Twisp are rebranding a Janty Clearo device. See www.janty.com
To my knowledge the Janty Clearo is manufactured in the Phillipines.
Janty is a Dutch company started by a guy called Ludo Timmermans.
He claims to have invented and designed the first clearo type device as a departure from cig-alikes.
From what I can tell, his design and innovation is really good - and is copied by many.

Take a look at the video on this page. Quite interesting:
http://www.janty.com/en/about/about-janty

As for the pricing, on their EU store, the same "twin" set that Twisp sells here for R999 is retailing there for EUR60. So not sure where you got the GBP20 from? Perhaps that was for a single set.
http://eu.jantyworld.com/index.php?...hop.browse&category_id=263&Itemid=351&lang=en

I am not sure what Twisp gets it for but let's say half the retail price - EUR30 - then at current exchange rates (R14.6 to the EUR), thats about R440. So its about a 130% markup. Or just over double. Who knows, maybe they get it cheaper than that.

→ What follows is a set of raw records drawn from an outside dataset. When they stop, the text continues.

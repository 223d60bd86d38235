// SPDX-FileCopyrightText: 2026 Pagebot Contributors
// SPDX-License-Identifier: MIT OR Apache-2.0

//! Configuration system for the Pagebot engine.
//!
//! Provides TOML configuration parsing with strict validation (`deny_unknown_fields`),
//! XDG file hierarchy lookup, environment variable overrides, and miette
//! diagnostics with typo suggestions.
//!
//! # Usage
//!
//! ```no_run
//! use pagebot_config::load_and_validate;
//!
//! let config = load_and_validate().expect("config errors");
//! println!("listening on port {}", config.server.port);
//! ```

pub mod diagnostic;
pub mod loader;
pub mod model;
pub mod validation;

pub use diagnostic::{ConfigError, render_errors};
pub use loader::{load_config, load_config_from_path, load_config_from_str};
pub use model::PagebotConfig;

/// Load configuration from the XDG hierarchy and validate it.
pub fn load_and_validate() -> Result<PagebotConfig, Vec<ConfigError>> {
    match loader::load_config() {
        Ok(config) => {
            validation::validate_config(&config)?;
            Ok(config)
        }
        Err(err) => Err(diagnostic::figment_to_config_errors(
            err,
            &collect_toml_sources(),
        )),
    }
}

/// Load configuration from an explicit file (plus env overrides) and validate it.
pub fn load_and_validate_path(path: &std::path::Path) -> Result<PagebotConfig, Vec<ConfigError>> {
    match loader::load_config_from_path(path) {
        Ok(config) => {
            validation::validate_config(&config)?;
            Ok(config)
        }
        Err(err) => {
            let sources = std::fs::read_to_string(path)
                .map(|content| vec![(path.display().to_string(), content)])
                .unwrap_or_default();
            Err(diagnostic::figment_to_config_errors(err, &sources))
        }
    }
}

/// Load configuration from a TOML string and validate it.
pub fn load_and_validate_str(toml_content: &str) -> Result<PagebotConfig, Vec<ConfigError>> {
    match loader::load_config_from_str(toml_content) {
        Ok(config) => {
            validation::validate_config(&config)?;
            Ok(config)
        }
        Err(err) => {
            let sources = vec![("<inline>".to_string(), toml_content.to_string())];
            Err(diagnostic::figment_to_config_errors(err, &sources))
        }
    }
}

/// Collect TOML source file contents for error span resolution.
fn collect_toml_sources() -> Vec<(String, String)> {
    let mut candidates = Vec::new();
    if let Ok(cwd) = std::env::current_dir() {
        candidates.push(cwd.join("pagebot.toml"));
    }
    if let Some(config_dir) = dirs::config_dir() {
        candidates.push(config_dir.join("pagebot/pagebot.toml"));
    }
    candidates.push(std::path::PathBuf::from("/etc/pagebot/pagebot.toml"));

    candidates
        .into_iter()
        .filter_map(|path| {
            std::fs::read_to_string(&path)
                .ok()
                .map(|content| (path.display().to_string(), content))
        })
        .collect()
}
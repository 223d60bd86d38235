// SPDX-FileCopyrightText: 2026 Pagebot Contributors
// SPDX-License-Identifier: MIT OR Apache-2.0

//! Payload rendering for sending nodes.

use pagebot_core::OutboundPayload;

use crate::graph::NodeKind;

/// Image shown when an image node has no URL.
pub const DEFAULT_IMAGE_URL: &str = "https://picsum.photos/400/300";

/// Channels render at most this many buttons in one template.
pub const MAX_BUTTONS: usize = 3;

/// The payload a node sends, or `None` for nodes that send nothing.
///
/// Empty reply or button lists fall back to the defaults.
pub fn payload_for(kind: &NodeKind) -> Option<OutboundPayload> {
    match kind {
        NodeKind::Message { text } | NodeKind::Input { text } => {
            Some(OutboundPayload::Text { text: text.clone() })
        }
        NodeKind::Image { url } => Some(OutboundPayload::Image {
            url: url
                .as_deref()
                .filter(|u| !u.trim().is_empty())
                .unwrap_or(DEFAULT_IMAGE_URL)
                .to_string(),
        }),
        NodeKind::QuickReplies { text, replies } => Some(OutboundPayload::QuickReplies {
            text: text.clone(),
            replies: if replies.is_empty() {
                vec!["Yes".to_string(), "No".to_string()]
            } else {
                replies.clone()
            },
        }),
        NodeKind::Buttons { text, buttons } => Some(OutboundPayload::Buttons {
            text: text.clone(),
            buttons: if buttons.is_empty() {
                vec!["Click Here".to_string()]
            } else {
                buttons.iter().take(MAX_BUTTONS).cloned().collect()
            },
        }),
        NodeKind::Trigger
        | NodeKind::Condition { .. }
        | NodeKind::SetVariable { .. }
        | NodeKind::AddTag { .. }
        | NodeKind::AiResponse(_) => None,
    }
}

#[cfg(test)]
mod tests {
    use super::*;

    #[test]
    fn image_without_url_uses_placeholder() {
        let payload = payload_for(&NodeKind::Image { url: None }).unwrap();
        assert_eq!(
            payload,
            OutboundPayload::Image {
                url: DEFAULT_IMAGE_URL.into()
            }
        );
    }

    #[test]
    fn quick_replies_default_to_yes_no() {
        let payload = payload_for(&NodeKind::QuickReplies {
            text: "Continue?".into(),
            replies: vec![],
        })
        .unwrap();
        match payload {
            OutboundPayload::QuickReplies { replies, .. } => assert_eq!(replies, ["Yes", "No"]),
            other => panic!("unexpected payload {other:?}"),
        }
    }

    #[test]
    fn buttons_are_truncated_to_three() {
        let payload = payload_for(&NodeKind::Buttons {
            text: "Pick".into(),
            buttons: vec!["a".into(), "b".into(), "c".into(), "d".into()],
        })
        .unwrap();
        match payload {
            OutboundPayload::Buttons { buttons, .. } => assert_eq!(buttons, ["a", "b", "c"]),
            other => panic!("unexpected payload {other:?}"),
        }
    }

    #[test]
    fn default_button_is_click_here() {
        let payload = payload_for(&NodeKind::Buttons {
            text: "Pick".into(),
            buttons: vec![],
        })
        .unwrap();
        assert_eq!(payload.transcript(), "Pick [Buttons: Click Here]");
    }

    #[test]
    fn side_effect_nodes_send_nothing() {
        assert!(payload_for(&NodeKind::Trigger).is_none());
        assert!(
            payload_for(&NodeKind::SetVariable {
                key: "k".into(),
                value: "v".into()
            })
            .is_none()
        );
        assert!(payload_for(&NodeKind::Condition { label: "x".into() }).is_none());
    }
}
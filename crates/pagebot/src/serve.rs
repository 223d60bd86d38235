// SPDX-FileCopyrightText: 2026 Pagebot Contributors
// SPDX-License-Identifier: MIT OR Apache-2.0

//! `pagebot serve`: wire storage, providers, channels, and the engine
//! behind the HTTP gateway.

use std::sync::Arc;

use pagebot_ai::Providers;
use pagebot_anthropic::AnthropicProvider;
use pagebot_config::PagebotConfig;
use pagebot_core::{PagebotError, StorageAdapter};
use pagebot_engine::Engine;
use pagebot_gateway::{GatewayState, WebchatChannel, start_server};
use pagebot_gemini::GeminiProvider;
use pagebot_messenger::MessengerChannel;
use pagebot_openai::OpenAiProvider;
use pagebot_storage::SqliteStorage;
use tokio_util::sync::CancellationToken;
use tracing::{debug, info, warn};

pub async fn run_serve(config: PagebotConfig) -> Result<(), PagebotError> {
    info!("starting pagebot serve");

    let storage = Arc::new(SqliteStorage::new(config.storage.clone()));
    storage.initialize().await?;
    info!(path = config.storage.database_path.as_str(), "storage ready");

    let providers = Providers {
        openai: Arc::new(OpenAiProvider::new(&config.providers.openai)?),
        anthropic: Arc::new(AnthropicProvider::new(&config.providers.anthropic)?),
        gemini: Arc::new(GeminiProvider::new(&config.providers.gemini)?),
    };

    if config.messenger.app_secret.is_none() {
        warn!("messenger.app_secret is not set; webhook signatures will not be checked");
    }
    let messenger = Arc::new(MessengerChannel::new(&config.messenger)?);

    let engine = Engine::new(&config, storage.clone(), providers)
        .with_channel(messenger)
        .with_channel(Arc::new(WebchatChannel::new()));
    let state = GatewayState::new(Arc::new(engine), config.messenger.clone());

    let cancel = install_signal_handler();
    start_server(&config.server, state, cancel.cancelled_owned()).await?;

    storage.close().await?;
    info!("pagebot stopped");
    Ok(())
}

/// A token cancelled on SIGINT or SIGTERM.
fn install_signal_handler() -> CancellationToken {
    let token = CancellationToken::new();
    let token_clone = token.clone();

    tokio::spawn(async move {
        let ctrl_c = tokio::signal::ctrl_c();

        #[cfg(unix)]
        {
            use tokio::signal::unix::{SignalKind, signal};
            match signal(SignalKind::terminate()) {
                Ok(mut sigterm) => {
                    tokio::select! {
                        _ = ctrl_c => info!("received SIGINT (Ctrl+C), initiating shutdown"),
                        _ = sigterm.recv() => info!("received SIGTERM, initiating shutdown"),
                    }
                }
                Err(e) => {
                    warn!(error = %e, "failed to install SIGTERM handler");
                    let _ = ctrl_c.await;
                    info!("received Ctrl+C, initiating shutdown");
                }
            }
        }

        #[cfg(not(unix))]
        {
            let _ = ctrl_c.await;
            info!("received Ctrl+C, initiating shutdown");
        }

        token_clone.cancel();
        debug!("shutdown signal handler completed");
    });

    token
}

/// Install the global subscriber. `RUST_LOG` wins over the configured level.
pub fn init_tracing(log_level: &str) {
    use tracing_subscriber::EnvFilter;

    let filter = EnvFilter::try_from_default_env()
        .unwrap_or_else(|_| EnvFilter::new(format!("pagebot={log_level},warn")));

    tracing_subscriber::fmt()
        .with_env_filter(filter)
        .with_target(true)
        .with_thread_names(false)
        .init();
}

I don't want to appear to be a Twisp supporter, but I think one needs to look at what they've done in the past few months. They've launched their own kiosks in 18 shopping centres in SA and their product is available at many Clicks stores. Their Facebook page has 3,137 likes and lots of messages of praise of people loving their product. To say they have sparked an interest in vaping is an understatement.

I think there's a big opportunity for the other vaping retailers such as yourselves and those on this forum. I think Twisp is doing all of you guys a great favour. They are introducing many to vaping and growing the market. I really doubt Twisp will ever sell specialised products to take vaping to the next level. So there are hundreds and maybe thousands of potential customers that probably wouldn't have gotten into vaping - unless they saw it at a shopping centre, tried the flavours and took home a Twisp kit.

Reactions: Like 1 | Agree 2


----------



## annemarievdh

[/quote]I think there's a big opportunity for the other vaping retailers such as yourselves and those on this forum. I think Twisp is doing all of you guys a great favour. They are introducing many to vaping and growing the market. I really doubt Twisp will ever sell specialised products to take vaping to the next level. So there are hundreds and maybe thousands of potential customers that probably wouldn't have gotten into vaping - unless they saw it at a shopping centre, tried the flavours and took home a Twisp kit.[/quote]

I agree, it it wasn't for did availability and you can see there stores all around I wouldn't have stared vaping. I did some reserge on E-sigs in 2008, but couldn't find anywhere to buy in SA. So when I found the Twisp I jumped on the opportunity. And only then did I start looking around on the net again for other brands and shops and found you guys.

Reactions: Like 1


----------



## Derick

Yep - I know and I don't mind that a company like Twisp is out there - I have many customers that upgraded from twisp, so I'm cool with it.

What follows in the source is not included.